Bayo Onanuga (born 20 June 1957) is a Nigerian journalist. He co-founded TheNews Magazine and was appointed managing director of the News Agency of Nigeria by President Muhammadu Buhari in May 2016. Preceding that, he was the CEO and editor-in-chief of PM News and TheNEWS magazine.

Background 
Onanuga was born to the family of Anikilaya Ruling House in Ijebu Ode, Ogun State. He started his education at Moslem Primary School, Ijebu-Ode, 1962–1969. He then went to  Muslim College Ijebu Ode and finished in 1974 with a Grade One.

After briefly working for a year,  he went to Federal Government College, Odogbolu for his A-Level, between 1975 and 1977.

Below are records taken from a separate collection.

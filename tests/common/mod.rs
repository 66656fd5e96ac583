//! Shared helpers for integration tests.

#![allow(dead_code)]

use std::path::{Path, PathBuf};
use std::sync::Arc;
use std::sync::atomic::{AtomicU64, Ordering};

use axum::extract::{Path as UrlPath, State};
use axum::http::StatusCode;
use axum::routing::{get, post};
use axum::{Json, Router};
use serde::Deserialize;
use tokio::sync::Mutex;
use url::Url;

pub fn fixture(name: &str) -> PathBuf {
    Path::new(env!("CARGO_MANIFEST_DIR"))
        .join("tests")
        .join("fixtures")
        .join(name)
}

/// A Postgres csvlog row with the given timestamp, severity and message.
pub fn log_row(timestamp: &str, severity: &str, message: &str) -> Vec<String> {
    let mut row = vec![String::new(); 23];
    row[0] = timestamp.to_string();
    row[11] = severity.to_string();
    row[12] = "00000".to_string();
    row[13] = message.to_string();
    row
}

pub fn append_rows(path: &Path, rows: &[Vec<String>]) {
    let file = std::fs::OpenOptions::new()
        .create(true)
        .append(true)
        .open(path)
        .unwrap();
    let mut writer = csv::WriterBuilder::new()
        .has_headers(false)
        .from_writer(file);
    for row in rows {
        writer.write_record(row).unwrap();
    }
    writer.flush().unwrap();
}

#[derive(Clone)]
struct Target {
    log: Arc<PathBuf>,
    seq: Arc<AtomicU64>,
    lock: Arc<Mutex<()>>,
}

impl Target {
    async fn run(&self, statement: String) {
        let _guard = self.lock.lock().await;
        let n = self.seq.fetch_add(1, Ordering::SeqCst);
        let ts = format!("2024-05-01 12:00:{:02}.{:03} UTC", (n / 1000) % 60, n % 1000);
        append_rows(&self.log, &[log_row(&ts, "LOG", &format!("statement: {statement}"))]);
    }
}

#[derive(Deserialize)]
struct NewCity {
    name: String,
    temp: i64,
}

/// Serve an injectable cities API that logs to `log`.
///
/// Every statement the handlers "run" is appended to the log before the
/// response is sent.
pub async fn spawn_target(log: &Path) -> Url {
    let state = Target {
        log: Arc::new(log.to_path_buf()),
        seq: Arc::new(AtomicU64::new(0)),
        lock: Arc::new(Mutex::new(())),
    };
    let app = Router::new()
        .route("/health", get(|| async { "ok" }))
        .route(
            "/cities",
            post(|State(t): State<Target>, Json(c): Json<NewCity>| async move {
                t.run(format!(
                    "INSERT INTO cities (name, temp) VALUES ('{}', {})",
                    c.name, c.temp
                ))
                .await;
                StatusCode::CREATED
            }),
        )
        .route(
            "/cities/{name}",
            get(|State(t): State<Target>, UrlPath(name): UrlPath<String>| async move {
                t.run(format!("SELECT * FROM cities WHERE name = '{name}'")).await;
                StatusCode::OK
            })
            .delete(|State(t): State<Target>, UrlPath(name): UrlPath<String>| async move {
                t.run(format!("DELETE FROM cities WHERE name = '{name}'")).await;
                StatusCode::NO_CONTENT
            }),
        )
        .with_state(state);

    let listener = tokio::net::TcpListener::bind("127.0.0.1:0").await.unwrap();
    let addr = listener.local_addr().unwrap();
    tokio::spawn(async move {
        axum::serve(listener, app).await.unwrap();
    });
    Url::parse(&format!("http://{}", addr)).unwrap()
}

He was admitted to the University of Lagos in September 1977 to study  Mass Communication.  He graduated in 1980 with a second class upper.

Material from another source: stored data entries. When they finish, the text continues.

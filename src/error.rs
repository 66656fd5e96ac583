//! Error taxonomy for the fuzzing engine.
//!
//! Errors fall into three classes:
//!
//! - **Configuration errors** ([`SpecError`], [`ConfigError`]): the input
//!   contract is unsupported. These terminate the process.
//! - **Transient I/O errors** ([`LogError`], [`ClientError`], [`StoreError`],
//!   [`CoverageError`]): surfaced to the caller as typed failures.
//! - **Item errors** ([`ItemError`]): a single recorded request or log row
//!   could not be used. The item is skipped and counted.

use std::path::PathBuf;
use thiserror::Error;

/// A specification document that cannot be fuzzed as written.
///
/// Every variant carries enough of the offending input to locate it in the
/// source document.
#[derive(Debug, Error)]
pub enum SpecError {
    /// The document could not be read from disk.
    #[error("failed to read specification {path}: {source}")]
    Io {
        /// Path that was read
        path: PathBuf,
        /// Underlying I/O failure
        source: std::io::Error,
    },

    /// The document is not valid JSON.
    #[error("specification is not valid JSON: {0}")]
    Json(#[from] serde_json::Error),

    /// A required field is absent.
    #[error("{location}: missing required field `{field}` in {fragment}")]
    MissingField {
        /// Where in the document (e.g. `GET /pet/{petId} param petId`)
        location: String,
        /// Name of the missing field
        field: &'static str,
        /// Offending JSON fragment
        fragment: String,
    },

    /// A `type` that is neither primitive, `object`, nor `array`.
    #[error("{location}: unsupported type `{kind}` in {fragment}")]
    UnsupportedType {
        /// Where in the document
        location: String,
        /// Declared type name
        kind: String,
        /// Offending JSON fragment
        fragment: String,
    },

    /// An object found where only primitives are permitted.
    #[error("{location}: objects are only allowed in body parameters, found in `{param_in}`")]
    ObjectOutsideBody {
        /// Where in the document
        location: String,
        /// Parameter location that carried the object
        param_in: String,
    },

    /// A `$ref` survived preprocessing.
    #[error("{location}: unexpanded $ref `{reference}`; expand references before loading")]
    UnexpandedRef {
        /// Where in the document
        location: String,
        /// The reference target
        reference: String,
    },

    /// An unknown parameter location.
    #[error("{location}: unknown parameter location `{param_in}`")]
    UnknownLocation {
        /// Where in the document
        location: String,
        /// The declared `in` value
        param_in: String,
    },

    /// A structurally invalid node (wrong JSON type for a field).
    #[error("{location}: malformed {what}: {fragment}")]
    Malformed {
        /// Where in the document
        location: String,
        /// What was expected
        what: &'static str,
        /// Offending JSON fragment
        fragment: String,
    },
}

/// Invalid runtime configuration.
#[derive(Debug, Error)]
pub enum ConfigError {
    /// Config file could not be read.
    #[error("failed to read config file {path}: {source}")]
    Io {
        /// Path that was read
        path: PathBuf,
        /// Underlying I/O failure
        source: std::io::Error,
    },

    /// Config file is not valid YAML for the expected shape.
    #[error("failed to parse config file {path}: {details}")]
    Parse {
        /// Path that was read
        path: PathBuf,
        /// Parser message
        details: String,
    },

    /// A value failed validation.
    #[error("invalid configuration: {0}")]
    Invalid(String),
}

/// Failure loading or converting a traffic recording.
#[derive(Debug, Error)]
pub enum HarError {
    /// Recording could not be read.
    #[error("failed to read recording {path}: {source}")]
    Io {
        /// Path that was read
        path: PathBuf,
        /// Underlying I/O failure
        source: std::io::Error,
    },

    /// Recording is not a valid HAR document.
    #[error("recording is not a valid HAR document: {0}")]
    Json(#[from] serde_json::Error),
}

/// A single item that was skipped without aborting the surrounding operation.
#[derive(Debug, Error, Clone, PartialEq, Eq)]
pub enum ItemError {
    /// A recorded entry carries a URL that cannot be parsed.
    #[error("entry {index}: invalid URL `{url}`: {details}")]
    InvalidUrl {
        /// Position in the recording
        index: usize,
        /// Raw URL
        url: String,
        /// Parser message
        details: String,
    },

    /// A recorded entry carries a method that is not a valid HTTP token.
    #[error("entry {index}: invalid method `{method}`")]
    InvalidMethod {
        /// Position in the recording
        index: usize,
        /// Raw method
        method: String,
    },

    /// No registered route matches the entry.
    #[error("entry {index}: no route for {method} {path}")]
    Unmatched {
        /// Position in the recording
        index: usize,
        /// Request method
        method: String,
        /// Request path
        path: String,
    },

    /// A log row lacks one of the required columns.
    #[error("log row {row}: only {columns} columns, need at least {required}")]
    ShortRow {
        /// Row number in the file
        row: usize,
        /// Columns present
        columns: usize,
        /// Columns required
        required: usize,
    },
}

/// Failure reading the database query log.
#[derive(Debug, Error)]
pub enum LogError {
    /// The log could not be opened or read.
    #[error("failed to read query log {path}: {source}")]
    Io {
        /// Log path
        path: PathBuf,
        /// Underlying I/O failure
        source: std::io::Error,
    },

    /// The CSV framing is broken.
    #[error("failed to parse query log {path}: {source}")]
    Csv {
        /// Log path
        path: PathBuf,
        /// Underlying CSV failure
        source: csv::Error,
    },

    /// The cursor boundary vanished too many times in a row.
    #[error("query log {path} rotated {count} times in a row; last seen timestamp `{timestamp}`")]
    Rotated {
        /// Log path
        path: PathBuf,
        /// Consecutive rotations observed
        count: u32,
        /// Timestamp the cursor was looking for
        timestamp: String,
    },

    /// Triage output could not be written.
    #[error("failed to write triage log {path}: {source}")]
    Triage {
        /// Triage path
        path: PathBuf,
        /// Underlying I/O failure
        source: std::io::Error,
    },
}

/// Failure locating a tainted value inside a statement.
#[derive(Debug, Error, Clone, PartialEq, Eq)]
pub enum LocateError {
    /// The SQL library could not parse the statement.
    #[error("sql parser rejected statement: {0}")]
    Library(String),

    /// The value appears in an INSERT's value list but no column list was
    /// declared, so the column cannot be resolved without a schema lookup.
    #[error("unhandled: insert into `{table}` with no columns provided")]
    InsertWithoutColumns {
        /// Target table
        table: String,
    },

    /// The value index has no corresponding declared column.
    #[error("insert into `{table}`: value index {index} exceeds {columns} declared columns")]
    ColumnIndex {
        /// Target table
        table: String,
        /// Index of the matched value
        index: usize,
        /// Number of declared columns
        columns: usize,
    },
}

impl LocateError {
    /// Errors that mean the detector cannot be trusted to continue.
    pub fn is_fatal(&self) -> bool {
        matches!(self, LocateError::InsertWithoutColumns { .. })
    }
}

/// Failure talking to the target application.
#[derive(Debug, Error)]
pub enum ClientError {
    /// The request could not be sent or the response not received.
    #[error("{method} {url} failed: {source}")]
    Send {
        /// Request method
        method: String,
        /// Request URL
        url: String,
        /// Transport failure
        source: reqwest::Error,
    },

    /// No response within the configured timeout.
    #[error("{method} {url} timed out after {timeout:?}")]
    Timeout {
        /// Request method
        method: String,
        /// Request URL
        url: String,
        /// Configured limit
        timeout: std::time::Duration,
    },

    /// A request could not be assembled.
    #[error("invalid request: {0}")]
    Build(String),

    /// The target never became ready.
    #[error("target at {url} not ready after {attempts} attempts")]
    NotReady {
        /// Health check URL
        url: String,
        /// Attempts made
        attempts: u32,
    },

    /// The run was cancelled while a request was in flight.
    #[error("cancelled")]
    Cancelled,
}

/// Failure reading the source coverage file.
#[derive(Debug, Error)]
pub enum CoverageError {
    /// The file could not be read.
    #[error("failed to read coverage file {path}: {source}")]
    Io {
        /// Coverage path
        path: PathBuf,
        /// Underlying I/O failure
        source: std::io::Error,
    },

    /// The file is not the expected JSON shape.
    #[error("malformed coverage file {path}: {source}")]
    Json {
        /// Coverage path
        path: PathBuf,
        /// Parser failure
        source: serde_json::Error,
    },
}

/// Failure persisting or reading findings.
#[derive(Debug, Error)]
pub enum StoreError {
    /// Store file I/O failed.
    #[error("findings store {path}: {source}")]
    Io {
        /// Store path
        path: PathBuf,
        /// Underlying I/O failure
        source: std::io::Error,
    },

    /// A stored record is corrupt.
    #[error("findings store {path} line {line}: {source}")]
    Corrupt {
        /// Store path
        path: PathBuf,
        /// 1-based line number
        line: usize,
        /// Parser failure
        source: serde_json::Error,
    },

    /// A record could not be serialized.
    #[error("failed to serialize finding: {0}")]
    Serialize(#[from] serde_json::Error),
}

/// Missing state in the request synthesizer.
#[derive(Debug, Error, Clone, PartialEq, Eq)]
pub enum SynthesizeError {
    /// A required parameter has no mutated value; mutation must precede
    /// synthesis.
    #[error("missing mutated value for {location} parameter `{name}` on {method} {path}")]
    MissingValue {
        /// Route method
        method: String,
        /// Route path template
        path: String,
        /// Parameter location
        location: String,
        /// Parameter name
        name: String,
    },

    /// More than one body parameter on an operation.
    #[error("{method} {path}: more than one body parameter")]
    MultipleBodies {
        /// Route method
        method: String,
        /// Route path template
        path: String,
    },

    /// A header value could not be encoded.
    #[error("invalid header `{name}`: {details}")]
    Header {
        /// Header name
        name: String,
        /// Encoding failure
        details: String,
    },
}

/// Top-level error returned by the fuzzer and the binary.
#[derive(Debug, Error)]
pub enum FuzzError {
    /// Unsupported specification.
    #[error(transparent)]
    Spec(#[from] SpecError),

    /// Invalid configuration.
    #[error(transparent)]
    Config(#[from] ConfigError),

    /// Unusable recording.
    #[error(transparent)]
    Har(#[from] HarError),

    /// Query log failure.
    #[error(transparent)]
    Log(#[from] LogError),

    /// Statement locator failure that cannot be skipped.
    #[error("taint detector failure on statement `{query}`: {source}")]
    Locate {
        /// Statement that triggered it
        query: String,
        /// Locator failure
        source: LocateError,
    },

    /// Transport failure.
    #[error(transparent)]
    Client(#[from] ClientError),

    /// Request synthesis failure.
    #[error(transparent)]
    Synthesize(#[from] SynthesizeError),

    /// Findings store failure.
    #[error(transparent)]
    Store(#[from] StoreError),

    /// Coverage feedback failure.
    #[error(transparent)]
    Coverage(#[from] CoverageError),

    /// Metrics registry failure.
    #[error("metrics error: {0}")]
    Metrics(#[from] prometheus::Error),
}

impl FuzzError {
    /// Whether the error belongs to the configuration class.
    pub fn is_config(&self) -> bool {
        matches!(self, FuzzError::Spec(_) | FuzzError::Config(_))
    }
}

#[cfg(test)]
mod tests {
    use super::*;

    #[test]
    fn test_spec_error_includes_fragment() {
        let err = SpecError::UnsupportedType {
            location: "POST /pet param body".to_string(),
            kind: "tuple".to_string(),
            fragment: r#"{"type":"tuple"}"#.to_string(),
        };
        let msg = err.to_string();
        assert!(msg.contains("tuple"));
        assert!(msg.contains(r#"{"type":"tuple"}"#));
    }

    #[test]
    fn test_only_insert_without_columns_is_fatal() {
        assert!(
            LocateError::InsertWithoutColumns {
                table: "cities".to_string()
            }
            .is_fatal()
        );
        assert!(!LocateError::Library("bad".to_string()).is_fatal());
        assert!(
            !LocateError::ColumnIndex {
                table: "cities".to_string(),
                index: 3,
                columns: 2
            }
            .is_fatal()
        );
    }

    #[test]
    fn test_config_class() {
        let err: FuzzError = ConfigError::Invalid("rate must be positive".to_string()).into();
        assert!(err.is_config());
        let err: FuzzError = ClientError::Cancelled.into();
        assert!(!err.is_config());
    }
}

Onanuga worked for Practions Partners in early 1982 and joined Ogun State Television as a pioneer staff in June 1982.

In July 1983, he moved to The Guardian in Lagos as a sub editor and left just 17 months after to start Weekly Titbits.

When the effort failed, Onanuga joined the National Concord in January 1985 as senior features writer. His service was later transferred to the  African Concord magazine. Onanuga in 1989 was the international editor of the magazine, based in London. Later that year, he was appointed the editor.

But in April 1992, Onanuga resigned from Concord after he declined to apologise to the military dictator, General Ibrahim Babangida, over a cover story: Has Babangida Given Up?  The story triggered the closure of the Concord Group by the junta.

Onanuga, together with Seye Kehinde, owner of City People Magazine, Dapo Olorunyomi publisher of Premium Times, Sani Kabir, who later became Sarki of Hausawa in Ebute Meta, Idowu Obasa, who served as chairman in Onigbongbo local government in Ikeja, Babafemi Ojudu senator in Ekiti and Kunle Ajibade  teamed up to set up TheNews Magazine in February 1993.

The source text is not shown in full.